#### YOUR TASK
From the entries that follow, pick out all lines holding "const".

#### DATA FOR THE TASK
= = = = =
//! Schema migration for persisted progress documents.
//!
//! Every [`ProgressRecord`] carries a `schema_version`. Documents written by
//! older builds are upgraded step by step when they are read back; documents
//! from a newer build are refused instead of being silently truncated.
//!
//! # Adding New Migrations
//!
//! 1. Increment `PROGRESS_SCHEMA_VERSION`
//! 2. Add a `migrate_progress_from_vN_to_vM()` step
//! 3. Call it from `Migratable::migrate`
//! 4. Add a test with a document in the old shape

use log::info;
use serde::de::DeserializeOwned;

use crate::logutil::escape_log;
use crate::progress::errors::ProgressError;
use crate::progress::types::{ProgressRecord, MAX_HEARTS, PROGRESS_SCHEMA_VERSION};

/// Types that support schema migration.
pub trait Migratable: Sized {
    /// Entity name used in errors and logs.
    const ENTITY: &'static str;

    fn current_schema_version() -> u8;

    fn schema_version(&self) -> u8;

    /// Upgrade this instance to the current schema version.
    fn migrate(self) -> Result<Self, ProgressError>;

    fn needs_migration(&self) -> bool {
        self.schema_version() < Self::current_schema_version()
    }

    fn is_from_future(&self) -> bool {
        self.schema_version() > Self::current_schema_version()
    }
}

impl Migratable for ProgressRecord {
    const ENTITY: &'static str = "progress";

    fn current_schema_version() -> u8 {
        PROGRESS_SCHEMA_VERSION
    }

    fn schema_version(&self) -> u8 {
        self.schema_version
    }

    fn migrate(mut self) -> Result<Self, ProgressError> {
        if self.is_from_future() {
            return Err(ProgressError::SchemaMismatch {
                entity: Self::ENTITY,
                expected: Self::current_schema_version(),
                found: self.schema_version,
            });
        }
        if !self.needs_migration() {
            return Ok(self);
        }

        let original_version = self.schema_version;
        if self.schema_version < 2 {
            self = migrate_progress_from_v1_to_v2(self);
        }

        info!(
            "Migrated progress for '{}' from schema v{} to v{}",
            escape_log(&self.student_id),
            original_version,
            self.schema_version
        );
        Ok(self)
    }
}

/// v1 documents came from the five-heart prototype and could also carry
/// blank ids left behind by the old comma-separated unlock lists.
fn migrate_progress_from_v1_to_v2(mut record: ProgressRecord) -> ProgressRecord {
    record.hearts = record.hearts.min(MAX_HEARTS);
    for set in [
        &mut record.unlocked_chapters,
        &mut record.unlocked_stories,
        &mut record.unlocked_civilizations,
        &mut record.unlocked_achievements,
        &mut record.unlocked_artifacts,
    ] {
        set.retain(|id| !id.trim().is_empty());
    }
    record.schema_version = 2;
    record
}

/// Parse a JSON document and bring it to the current schema.
/// Returns the record and whether a migration was applied.
pub fn load_and_migrate<T>(json: &str) -> Result<(T, bool), ProgressError>
where
    T: Migratable + DeserializeOwned,
{
    let record: T = serde_json::from_str(json)?;
    let migrated = record.needs_migration();
    Ok((record.migrate()?, migrated))
}
//! Record lifecycle against the file-backed profile store.
mod common;

use std::time::Duration;

use civprogress::progress::{Identity, ProgressRecord, RemoteProfileStore, UnlockTrack};

#[tokio::test]
async fn progress_survives_logout_through_the_profile_store() {
    let (h, profiles) = common::with_profiles();
    h.session.login(Identity::student("enki")).await.unwrap();
    h.coordinator.unlock("Tablet");
    h.coordinator.set_hearts(1);
    h.coordinator.set_score(75);
    h.session.flush_remote().await.unwrap();
    h.session.logout();
    assert!(profiles.profile_path("enki").exists());

    h.session.login(Identity::student("enki")).await.unwrap();
    let record = h.session.current().unwrap();
    assert!(record.contains(UnlockTrack::Artifact, "AR001"));
    assert_eq!(record.hearts, 1);
    assert_eq!(record.score, 75);
}

#[tokio::test]
async fn removed_profiles_are_ignored() {
    let (h, profiles) = common::with_profiles();
    let mut stale = ProgressRecord::new("enki");
    stale.insert(UnlockTrack::Achievement, "AC004");
    stale.is_removed = true;
    profiles.store(&stale).await.unwrap();

    h.session.login(Identity::student("enki")).await.unwrap();
    assert!(!h.coordinator.is_unlocked("Merchant"));
}

#[tokio::test]
async fn local_unlocks_made_while_loading_are_kept() {
    let (h, profiles) = common::with_profiles();
    let mut stored = ProgressRecord::new("enki");
    stored.insert(UnlockTrack::Achievement, "AC002");
    stored.set_score(10);
    profiles.store(&stored).await.unwrap();

    h.session.begin_login(Identity::student("enki")).unwrap();
    h.coordinator.unlock("Scribe");
    h.coordinator.set_score(30);
    assert!(h.session.load_remote().await);

    let record = h.session.current().unwrap();
    assert!(record.contains(UnlockTrack::Achievement, "AC001"));
    assert!(record.contains(UnlockTrack::Achievement, "AC002"));
    assert_eq!(record.score, 30);
}

#[tokio::test]
async fn unlocks_while_loading_keep_stored_hearts() {
    let (h, profiles) = common::with_profiles();
    let mut stored = ProgressRecord::new("enki");
    stored.set_hearts(1);
    profiles.store(&stored).await.unwrap();

    h.session.begin_login(Identity::student("enki")).unwrap();
    h.coordinator.unlock("Scribe");
    assert!(h.session.load_remote().await);

    assert_eq!(h.coordinator.hearts(), Some(1));
    assert!(h.coordinator.is_unlocked("AC001"));
}

#[tokio::test]
async fn listener_drives_the_ready_hook() {
    let (h, _profiles) = common::with_profiles();
    let listener = h.session.ready_listener();
    let session = h.session.clone();
    let login = tokio::spawn(async move { session.login(Identity::student("enki")).await });

    let identity = tokio::time::timeout(Duration::from_secs(2), listener.wait())
        .await
        .expect("ready in time");
    assert_eq!(identity, Some(Identity::student("enki")));
    login.await.unwrap().unwrap();

    h.coordinator.on_session_ready();
    h.coordinator.unlock("Historian");
    assert!(h.coordinator.is_unlocked("AC010"));
}

#[tokio::test]
async fn unknown_catalog_ids_are_kept_but_never_reported_unlocked() {
    let (h, profiles) = common::with_profiles();
    let mut stored = ProgressRecord::new("enki");
    stored.insert(UnlockTrack::Achievement, "AC999");
    profiles.store(&stored).await.unwrap();

    h.session.login(Identity::student("enki")).await.unwrap();
    h.coordinator.on_session_ready();

    assert!(h.session.current().unwrap().contains(UnlockTrack::Achievement, "AC999"));
    assert!(!h.coordinator.is_unlocked("AC999"));
    assert!(h.coordinator.unlocked_definitions().is_empty());
}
= = = = =
#### RESPONSE
    const ENTITY: &'static str;
    const ENTITY: &'static str = "progress";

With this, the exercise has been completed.